Saved entries:
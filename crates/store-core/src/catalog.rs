//! # Catalog Types
//!
//! Catalog items for the storefront. The catalog itself is owned by an
//! external store (see [`crate::stores::CatalogStore`]); these types are
//! the shape of what it serves, plus the TOML file format used to seed
//! the in-memory store (`config/products.toml`).

use crate::pricing::TierConfig;
use serde::{Deserialize, Serialize};

/// Supported currencies (ISO 4217)
#[derive(Debug, Clone, Copy, PartialEq, Eq, Hash, Serialize, Deserialize)]
#[serde(rename_all = "UPPERCASE")]
pub enum Currency {
    CAD,
    USD,
}

impl Currency {
    /// Returns the ISO 4217 currency code
    pub fn as_str(&self) -> &'static str {
        match self {
            Currency::CAD => "CAD",
            Currency::USD => "USD",
        }
    }
}

impl Default for Currency {
    fn default() -> Self {
        Currency::CAD
    }
}

impl std::fmt::Display for Currency {
    fn fmt(&self, f: &mut std::fmt::Formatter<'_>) -> std::fmt::Result {
        write!(f, "{}", self.as_str())
    }
}

/// An item in the catalog
#[derive(Debug, Clone, Serialize, Deserialize)]
pub struct CatalogItem {
    /// Unique item identifier (e.g., "GB-54")
    pub id: String,

    /// Display name
    pub name: String,

    /// Short description (denormalized onto order lines)
    #[serde(skip_serializing_if = "Option::is_none")]
    pub description: Option<String>,

    /// Base unit price in minor currency units
    pub base_price_cents: i64,

    /// Currency
    #[serde(default)]
    pub currency: Currency,

    /// Pricing category (drives volume tiers)
    pub category: String,

    /// Units currently available
    #[serde(default)]
    pub stock: u32,
}

/// Catalog file contents (loaded from `config/products.toml`)
#[derive(Debug, Clone, Default, Serialize, Deserialize)]
pub struct Catalog {
    #[serde(default)]
    pub items: Vec<CatalogItem>,

    /// Per-category volume tiers; when absent the built-in table applies
    #[serde(default)]
    pub tiers: Vec<TierConfig>,
}

impl Catalog {
    /// Create an empty catalog
    pub fn new() -> Self {
        Self::default()
    }

    /// Find an item by ID
    pub fn get(&self, id: &str) -> Option<&CatalogItem> {
        self.items.iter().find(|i| i.id == id)
    }

    /// Number of items
    pub fn len(&self) -> usize {
        self.items.len()
    }

    /// Whether the catalog has no items
    pub fn is_empty(&self) -> bool {
        self.items.is_empty()
    }

    /// Load a catalog from a TOML string
    pub fn from_toml(toml_str: &str) -> Result<Self, toml::de::Error> {
        toml::from_str(toml_str)
    }
}
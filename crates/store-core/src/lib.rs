//! # store-core
//!
//! Core types and traits for the storefront order engine.
//!
//! This crate provides:
//! - `calculate_tax` and `quote_shipping`, the pure destination calculators
//! - `TierPricer` for volume-discount unit pricing
//! - `assemble` for turning cart lines into a canonical `Order`
//! - `Order`, `OrderLine`, and the status state machine
//! - `ProcessorClient` trait for the hosted-checkout processor
//! - `CatalogStore` / `OrderStore` persistence traits
//! - `Notifier` and `LedgerMirror` collaborator contracts
//! - `StoreError` for typed error handling
//!
//! ## Example
//!
//! ```rust,ignore
//! use store_core::{assemble, CartLine, CustomerInfo, Destination, PaymentMethod, TierPricer};
//!
//! let cart = vec![CartLine { item_id: "GB-54".into(), quantity: 22, price_snapshot_cents: None, name_snapshot: None }];
//! let destination = Destination { region: "ON".into(), postal_code: "M5V 2T6".into() };
//!
//! // resolved: HashMap<String, CatalogItem> fetched from the catalog store
//! let assembled = assemble(&cart, customer, &destination, PaymentMethod::Card, &resolved, &TierPricer::default_table())?;
//!
//! // insert assembled.order first, then apply assembled.stock_updates
//! ```

pub mod assemble;
pub mod catalog;
pub mod error;
pub mod ledger;
pub mod money;
pub mod notify;
pub mod order;
pub mod pricing;
pub mod processor;
pub mod shipping;
pub mod stores;
pub mod tax;

// Re-exports for convenience
pub use assemble::{assemble, AssembledOrder, CartLine, Destination, StockUpdate};
pub use catalog::{Catalog, CatalogItem, Currency};
pub use error::{StateRejection, StoreError, StoreResult};
pub use ledger::{BoxedLedgerMirror, LedgerMirror};
pub use money::{apply_rate, cents_to_decimal, format_cents};
pub use notify::{BoxedNotifier, Message, Notifier};
pub use order::{
    CustomerInfo, LineKind, Order, OrderLine, OrderStatus, PaymentMethod, ProcessorRefs,
    ShippingSnapshot, TaxSnapshot,
};
pub use pricing::{PriceBreak, TierConfig, TierPricer};
pub use processor::{
    BoxedProcessorClient, CheckoutSession, ProcessorClient, ProcessorEnvironment,
    ProcessorOrderState,
};
pub use shipping::{quote_shipping, ShippingCost, ShippingQuote, ShippingZone};
pub use stores::{BoxedCatalogStore, BoxedOrderStore, CatalogStore, OrderStore};
pub use tax::{calculate_tax, TaxBreakdown};
//! # Order Services
//!
//! Placement, card checkout, and manual fulfillment. These own the write
//! ordering the engine promises: the order row is inserted first (status
//! `pending`), stock decrements follow, and a decrement failure is an
//! oversell alert, never a rollback. Background work (notifications,
//! ledger mirror, invoice sync) is handed to the task queue so it cannot
//! gate the request.

use crate::state::AppState;
use crate::tasks::Task;
use chrono::Duration;
use std::collections::HashMap;
use store_core::{
    assemble, CartLine, CatalogItem, CustomerInfo, Destination, Order, OrderStatus,
    PaymentMethod, ProcessorRefs, StoreError, StoreResult,
};
use store_qbo::InvoiceSyncPolicy;
use tracing::{error, info, instrument};
use uuid::Uuid;

/// Everything a placement needs, parsed out of the HTTP layer
#[derive(Debug, Clone)]
pub struct PlacementInput {
    pub cart: Vec<CartLine>,
    pub customer: CustomerInfo,
    pub destination: Destination,
}

/// What card checkout hands back to the storefront
#[derive(Debug, Clone)]
pub struct CheckoutOutcome {
    pub order: Order,
    /// Hosted checkout URL to redirect the customer to
    pub checkout_url: String,
    /// Bearer token the thank-you page uses to poll this order
    pub status_token: String,
}

/// Assemble and persist an order, then stage the follow-up work.
///
/// Pay-later orders notify immediately (there is nothing left to wait
/// for); card orders only mirror, with receipts deferred until the
/// reconciler sees the payment land.
#[instrument(skip(state, input), fields(method = %method, lines = input.cart.len()))]
pub async fn place_order(
    state: &AppState,
    input: PlacementInput,
    method: PaymentMethod,
) -> StoreResult<Order> {
    let ids: Vec<String> = input.cart.iter().map(|l| l.item_id.clone()).collect();
    let resolved: HashMap<String, CatalogItem> = state
        .catalog
        .get_many(&ids)
        .await?
        .into_iter()
        .map(|item| (item.id.clone(), item))
        .collect();

    let assembled = assemble(
        &input.cart,
        input.customer,
        &input.destination,
        method,
        &resolved,
        &state.pricer,
    )?;
    let order = assembled.order;

    state.orders.insert(&order).await?;
    info!(
        order_id = %order.id,
        total_cents = order.total_cents,
        "Order placed"
    );

    for update in &assembled.stock_updates {
        if let Err(err) = state
            .catalog
            .update_stock(&update.item_id, update.next_stock)
            .await
        {
            // oversell alert: the order stands, a human reconciles stock
            error!(
                order_id = %order.id,
                item_id = %update.item_id,
                error = %err,
                "Stock decrement failed after order insert"
            );
        }
    }

    if method == PaymentMethod::PayLater {
        state.tasks.submit(Task::NotifyCustomerReceipt {
            order_id: order.id.clone(),
        });
        state.tasks.submit(Task::NotifyAdminNewOrder {
            order_id: order.id.clone(),
        });
    }
    state.tasks.submit(Task::MirrorOrderRow {
        order_id: order.id.clone(),
    });
    if state.invoice_sync_policy() == InvoiceSyncPolicy::OnPlacement {
        state.submit_invoice_sync(&order.id);
    }

    Ok(order)
}

/// Place a card order and open a hosted checkout session for it.
///
/// The session's processor refs (including which credential environment
/// actually created it) are persisted before the URL is returned, so
/// reconciliation never has to guess. A session failure leaves the
/// pending order in place; it simply has nothing to reconcile yet.
#[instrument(skip(state, input), fields(lines = input.cart.len()))]
pub async fn checkout(state: &AppState, input: PlacementInput) -> StoreResult<CheckoutOutcome> {
    let processor = state
        .processor
        .clone()
        .ok_or_else(|| StoreError::not_configured("Square checkout (set SQUARE_* credentials)"))?;

    let mut order = place_order(state, input, PaymentMethod::Card).await?;

    let idempotency_key = Uuid::new_v4().to_string();
    let redirect_url = format!("{}/thank-you?order={}", state.config.site_base(), order.id);
    let session = processor
        .create_session(&order, &idempotency_key, &redirect_url)
        .await?;

    let refs = ProcessorRefs {
        session_id: session.session_id.clone(),
        processor_order_id: session.processor_order_id.clone(),
        environment: session.environment,
    };
    state.orders.set_processor_refs(&order.id, &refs).await?;
    order.processor = Some(refs);

    info!(
        order_id = %order.id,
        session_id = %session.session_id,
        environment = %session.environment,
        "Checkout session created"
    );

    let status_token = state
        .sessions
        .create(&format!("order:{}", order.id), Duration::hours(24))
        .await;

    Ok(CheckoutOutcome {
        order,
        checkout_url: session.url,
        status_token,
    })
}

/// Mark a pay-later order fulfilled. Only `pending` pay-later orders
/// qualify; the swap is a CAS so a racing reconcile cannot be overwritten.
#[instrument(skip(state))]
pub async fn fulfill_order(state: &AppState, order_id: &str) -> StoreResult<Order> {
    let order = state
        .orders
        .get(order_id)
        .await?
        .ok_or_else(|| StoreError::NotFound {
            what: format!("order {}", order_id),
        })?;

    if order.payment_method != PaymentMethod::PayLater {
        return Err(StoreError::validation(
            "only pay-later orders are fulfilled manually",
        ));
    }
    if !order
        .status
        .can_transition_to(OrderStatus::Fulfilled, order.payment_method)
    {
        return Err(StoreError::validation(format!(
            "order {} is {} and cannot be fulfilled",
            order_id, order.status
        )));
    }

    let swapped = state
        .orders
        .transition_status(order_id, OrderStatus::Pending, OrderStatus::Fulfilled)
        .await?;
    if !swapped {
        return Err(StoreError::validation(format!(
            "order {} changed status while fulfilling",
            order_id
        )));
    }

    info!(order_id, "Order fulfilled");

    if state.invoice_sync_policy() == InvoiceSyncPolicy::OnPaid {
        state.submit_invoice_sync(order_id);
    }

    let mut fulfilled = order;
    fulfilled.status = OrderStatus::Fulfilled;
    Ok(fulfilled)
}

__Exercise directions__: Tally the lines in the records containing the string "OrderLine"; output only the tally.

__Exercise solution__: 2